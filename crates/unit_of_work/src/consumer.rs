//! ShardConsumer - drives the records of one shard through units of work

use std::sync::Arc;

use tokio::sync::mpsc;
use tokio_util::sync::CancellationToken;
use tracing::{info, instrument, warn};

use crate::checkpoint::{CheckpointStatus, Checkpointer};
use crate::exception::FailureHandler;
use crate::pipeline::{RecordPipeline, SourceRecord};
use crate::unit::{UnitOfWork, UnitOutcome};

/// Counters for one consumer run
#[derive(Debug, Clone, Default, PartialEq, Eq)]
pub struct ConsumerSummary {
    pub records: u64,
    pub acknowledged: u64,
    pub failed: u64,
    pub committed: u64,
    pub checkpoint_failures: u64,
    /// Set when the run ended on the shutdown token
    pub interrupted: bool,
    /// Last position handed to a successful ack
    pub last_position: Option<String>,
}

/// Sequential consumer of one shard
///
/// Records are processed one at a time, in order; each gets its own unit of
/// work acknowledged through the checkpointer.
pub struct ShardConsumer<P, H> {
    shard_id: String,
    pipeline: Arc<P>,
    checkpointer: Arc<Checkpointer>,
    handler: Arc<H>,
    shutdown: CancellationToken,
}

impl<P, H> ShardConsumer<P, H>
where
    P: RecordPipeline + Sync,
    H: FailureHandler + Sync,
{
    pub fn new(
        shard_id: impl Into<String>,
        pipeline: Arc<P>,
        checkpointer: Arc<Checkpointer>,
        handler: Arc<H>,
        shutdown: CancellationToken,
    ) -> Self {
        Self {
            shard_id: shard_id.into(),
            pipeline,
            checkpointer,
            handler,
            shutdown,
        }
    }

    /// Consume until the channel closes or shutdown is requested
    ///
    /// Shutdown drops the record in flight unacknowledged.
    #[instrument(name = "shard_consumer_run", skip(self, records), fields(shard = %self.shard_id))]
    pub async fn run(self, mut records: mpsc::Receiver<SourceRecord>) -> ConsumerSummary {
        let mut summary = ConsumerSummary::default();
        info!("Shard consumer started");

        loop {
            let record = tokio::select! {
                biased;
                _ = self.shutdown.cancelled() => {
                    summary.interrupted = true;
                    break;
                }
                next = records.recv() => match next {
                    Some(record) => record,
                    None => break,
                },
            };

            summary.records += 1;
            let position = record.position.clone();
            let unit = UnitOfWork::new(
                self.checkpointer.ack_for(position.clone()),
                Arc::clone(&self.handler),
            );

            let outcome = tokio::select! {
                biased;
                _ = self.shutdown.cancelled() => {
                    warn!(position = %position, "Shutdown during processing, record left unacknowledged");
                    summary.interrupted = true;
                    break;
                }
                outcome = unit.run(record, self.pipeline.as_ref()) => outcome,
            };

            match outcome {
                UnitOutcome::Acknowledged { checkpoint, .. } => {
                    summary.acknowledged += 1;
                    summary.last_position = Some(position);
                    match checkpoint {
                        CheckpointStatus::Committed => summary.committed += 1,
                        CheckpointStatus::Skipped => {}
                        CheckpointStatus::Abandoned | CheckpointStatus::Exhausted => {
                            summary.checkpoint_failures += 1
                        }
                    }
                }
                UnitOutcome::Failed(_) => summary.failed += 1,
            }
        }

        info!(
            records = summary.records,
            acknowledged = summary.acknowledged,
            failed = summary.failed,
            interrupted = summary.interrupted,
            "Shard consumer stopped"
        );
        summary
    }
}

#[cfg(test)]
mod tests {
    use super::ShardConsumer;
    use crate::checkpoint::Checkpointer;
    use crate::exception::ExceptionHandler;
    use crate::pipeline::{PipelineReport, RecordPipeline, SourceRecord};
    use contracts::{CheckpointConfig, CheckpointStore, ContractError, Event, ExceptionStrategy};
    use std::sync::{Arc, Mutex};
    use std::time::Duration;
    use tokio::sync::mpsc;
    use tokio_util::sync::CancellationToken;

    #[derive(Default)]
    struct MemoryStore {
        commits: Mutex<Vec<String>>,
    }

    impl CheckpointStore for MemoryStore {
        fn name(&self) -> &str {
            "memory"
        }

        fn commit(&self, position: &str) -> Result<(), ContractError> {
            self.commits.lock().unwrap().push(position.to_string());
            Ok(())
        }

        fn load(&self) -> Result<Option<String>, ContractError> {
            Ok(self.commits.lock().unwrap().last().cloned())
        }
    }

    /// Fails records whose position is listed, hangs on "hang"
    struct ScriptedPipeline {
        failing: Vec<&'static str>,
    }

    impl RecordPipeline for ScriptedPipeline {
        fn name(&self) -> &str {
            "scripted"
        }

        async fn process(&self, record: &SourceRecord) -> Result<PipelineReport, ContractError> {
            if record.position == "hang" {
                std::future::pending::<()>().await;
            }
            if self.failing.iter().any(|p| *p == record.position) {
                return Err(ContractError::pipeline("scripted", "sink down"));
            }
            Ok(Vec::new())
        }
    }

    fn consumer(
        failing: Vec<&'static str>,
        store: &Arc<MemoryStore>,
        shutdown: CancellationToken,
    ) -> ShardConsumer<ScriptedPipeline, ExceptionHandler> {
        let checkpointer = Checkpointer::new(store.clone(), &CheckpointConfig::default());
        ShardConsumer::new(
            "shard-0",
            Arc::new(ScriptedPipeline { failing }),
            Arc::new(checkpointer),
            Arc::new(ExceptionHandler::new(ExceptionStrategy::Continue)),
            shutdown,
        )
    }

    fn record(position: &str) -> SourceRecord {
        SourceRecord::new(position, vec![Event::new(position, "{}")])
    }

    #[tokio::test]
    async fn test_acks_only_successful_records() {
        let store = Arc::new(MemoryStore::default());
        let (tx, rx) = mpsc::channel(8);
        for position in ["1", "2", "3"] {
            tx.send(record(position)).await.unwrap();
        }
        drop(tx);

        let summary = consumer(vec!["2"], &store, CancellationToken::new()).run(rx).await;

        assert_eq!(summary.records, 3);
        assert_eq!(summary.acknowledged, 2);
        assert_eq!(summary.failed, 1);
        assert_eq!(summary.committed, 2);
        assert_eq!(summary.last_position.as_deref(), Some("3"));
        assert_eq!(*store.commits.lock().unwrap(), vec!["1", "3"]);
    }

    #[tokio::test]
    async fn test_shutdown_interrupts_record_in_flight() {
        let store = Arc::new(MemoryStore::default());
        let shutdown = CancellationToken::new();
        let (tx, rx) = mpsc::channel(8);
        tx.send(record("1")).await.unwrap();
        tx.send(record("hang")).await.unwrap();

        let handle = tokio::spawn(consumer(Vec::new(), &store, shutdown.clone()).run(rx));
        tokio::time::sleep(Duration::from_millis(50)).await;
        shutdown.cancel();

        let summary = handle.await.unwrap();
        assert!(summary.interrupted);
        assert_eq!(summary.acknowledged, 1);
        assert_eq!(*store.commits.lock().unwrap(), vec!["1"]);
        drop(tx);
    }
}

■ **PROBLEM**
Could you return all lines from the data above that contain the string "RecordPipeline"?

■ **ANSWER FOR THE TASK**
use crate::pipeline::{RecordPipeline, SourceRecord};
    P: RecordPipeline + Sync,
    use crate::pipeline::{PipelineReport, RecordPipeline, SourceRecord};
    impl RecordPipeline for ScriptedPipeline {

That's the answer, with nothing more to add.